Dem Volkswagen Werks-Duo Mark Miller und Ralph Pitchford gelang mit Platz acht in der Tageswertung ein Sprung nach vorn, obwohl die zwölfte Etappe von der schwierigen Navigation bis zu hohem Grasbewuchs viele Fallen für die Teams bereit hielt. In der Gesamtwertung überholte das Duo den zweimaligen "Dakar"-Sieger und Mitsubishi-Werkspiloten Hiroshi Masuoka aus Japan und liegt nun als bestplatziertes Volkswagen Team an fünfter Stelle. Sousa und Schulz sind weiterhin Siebte, Sainz und Périn verbesserten sich um eine Position auf den neunten Rang. Giniel de Villiers und Dirk von Zitzewitz (Südafrika/Deutschland) erreichten in ihrem Race Touareg mit 25.47 Minuten Rückstand auf Grund eines Navigationsfehlers den 22. Tagesrang und sind weiterhin Zwölfte der Gesamtwertung, die von Stephane Peterhansel angeführt wird.
Kris Nissen (Volkswagen Motorsport-Direktor):
"Wir sind zufrieden mit dem Etappen-Doppelsieg von Carlos Sainz und Carlos Sousa. Die Fahrer waren exzellent, ihre Copiloten haben eine schwere Aufgabe gut gemeistert, denn die Navigation war schwierig in diesem unübersichtlichen Gelände. Es ist schön zu sehen, dass der Race Touareg auch auf diesen Strecke Top-Zeiten erreicht. Leider verloren Giniel und Dirk durch einen Navigationsfehler Zeit. Auf den übrigen Etappen wollen wir weiterhin zeigen, dass der Race Touareg die besten Zeiten fährt, unsere Fahrer die besten sind und das Team auch nach zwölf harten Tagen und Nächten bis ins Ziel zuverlässig arbeitet."

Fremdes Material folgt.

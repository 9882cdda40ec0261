use std::io::{self, Write};

use crate::action::Action;
use crate::bot::Bot;
use crate::card::Color;
use crate::state::SessionView;
use crate::visualize::{format_card, render_state};

/// Interactive seat that queries a human via standard input.
pub struct HumanBot {
    name: String,
}

impl HumanBot {
    pub fn new(name: impl Into<String>) -> Self {
        Self { name: name.into() }
    }

    fn prompt(message: &str) -> Option<String> {
        print!("{message}");
        if io::stdout().flush().is_err() {
            eprintln!("failed to flush stdout");
        }
        let mut input = String::new();
        match io::stdin().read_line(&mut input) {
            Ok(0) => None,
            Ok(_) => Some(input.trim().to_string()),
            Err(_) => {
                eprintln!("failed to read input");
                Some(String::new())
            }
        }
    }

    fn parse_color(input: &str) -> Option<Color> {
        match input.to_ascii_lowercase().as_str() {
            "r" | "red" => Some(Color::Red),
            "b" | "blue" => Some(Color::Blue),
            "g" | "green" => Some(Color::Green),
            "y" | "yellow" => Some(Color::Yellow),
            _ => None,
        }
    }

    fn ask_color(&self) -> Color {
        loop {
            let Some(answer) = Self::prompt("Wild color (r/b/g/y): ") else {
                quit();
            };
            if let Some(color) = Self::parse_color(&answer) {
                return color;
            }
            println!("Unknown color '{answer}'.");
        }
    }
}

impl Default for HumanBot {
    fn default() -> Self {
        Self::new("Human")
    }
}

fn quit() -> ! {
    println!("Exiting game at user's request.");
    std::process::exit(0);
}

impl Bot for HumanBot {
    fn select_action(&mut self, state: &SessionView) -> Action {
        loop {
            println!("\n=== {}'s turn (seat {}) ===", self.name, state.self_seat);
            println!("{}", render_state(state));
            println!("Type hand indices separated by spaces to play them as one stack,");
            println!("'d' to draw, 'help' or 'q' to quit.");
            let Some(input) = Self::prompt("Selection: ") else {
                quit();
            };
            if input.eq_ignore_ascii_case("q") || input.eq_ignore_ascii_case("quit") {
                quit();
            }
            if input.eq_ignore_ascii_case("help") {
                println!(
                    "Cards of the same rank may be played together; the last one ends on top."
                );
                println!("A card matches when it has the active color or the top card's rank.");
                continue;
            }
            if input.eq_ignore_ascii_case("d") {
                return Action::Draw;
            }
            let parsed: Result<Vec<usize>, _> =
                input.split_whitespace().map(str::parse::<usize>).collect();
            let Ok(hand_indices) = parsed else {
                println!("Invalid input: '{input}'. Please enter numbers.");
                continue;
            };
            let Some(&first) = hand_indices.first() else {
                continue;
            };
            let Some(card) = state.hand.get(first) else {
                println!("Index out of range. Please choose a valid card.");
                continue;
            };
            let chosen_color = if card.is_wild() {
                Some(self.ask_color())
            } else {
                None
            };
            println!("You selected: {}", format_card(*card));
            return Action::Play {
                hand_indices,
                chosen_color,
            };
        }
    }
}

Giniel de Villiers, 22. Platz Tages- / 12. Platz Gesamt-Wertung:
"Das war wirklich nicht unser Tag, denn wir verfuhren uns nach 200 Kilometern einmal gewaltig. Wir folgten Motorrad-Spuren, aber dann standen wir vor einem Felsen. Die Motorrad-Fahrer kamen durch eine enge Schlucht durch, wir nicht, wir mussten umkehren. So haben wir heute 25 Minuten auf die Spitze eingebüßt."
Carlos Sainz, 1. Platz Tages- / 9. Platz Gesamt-Wertung:
"Nicht nur die Navigation war heute anspruchsvoll. Das Fahren auf der engen Strecke zwischen den Bäumen war alles andere als leicht. Manchmal ragte der Bewuchs so sehr auf die Strecke, dass wir hindurch fahren mussten, weshalb die Karosserie etwas verkratzt ist. Das Auto lief gut. Ich freue mich sehr über die Bestzeit, die dem Team gehört, denn es hat fantastisch gearbeitet."
Mark Miller, 8. Platz Tages- / 5. Platz Gesamt-Wertung:
"Das war auf Grund der Navigation eine schwierige Prüfung. Wir sahen keine Spuren anderer Autos vor uns. Dreimal stoppten wir, um die Kühler vom Gras zu befreien, dabei fuhren Carlos Sainz, Carlos Sousa und Stéphane Peterhansel vorbei. Einmal haben wir uns verfahren und gesucht. Kurz vor dem Ende traf ich im Gras ein Hindernis. Der linke Vorderreifen verlor die Luft, aber wir kamen so ins Ziel."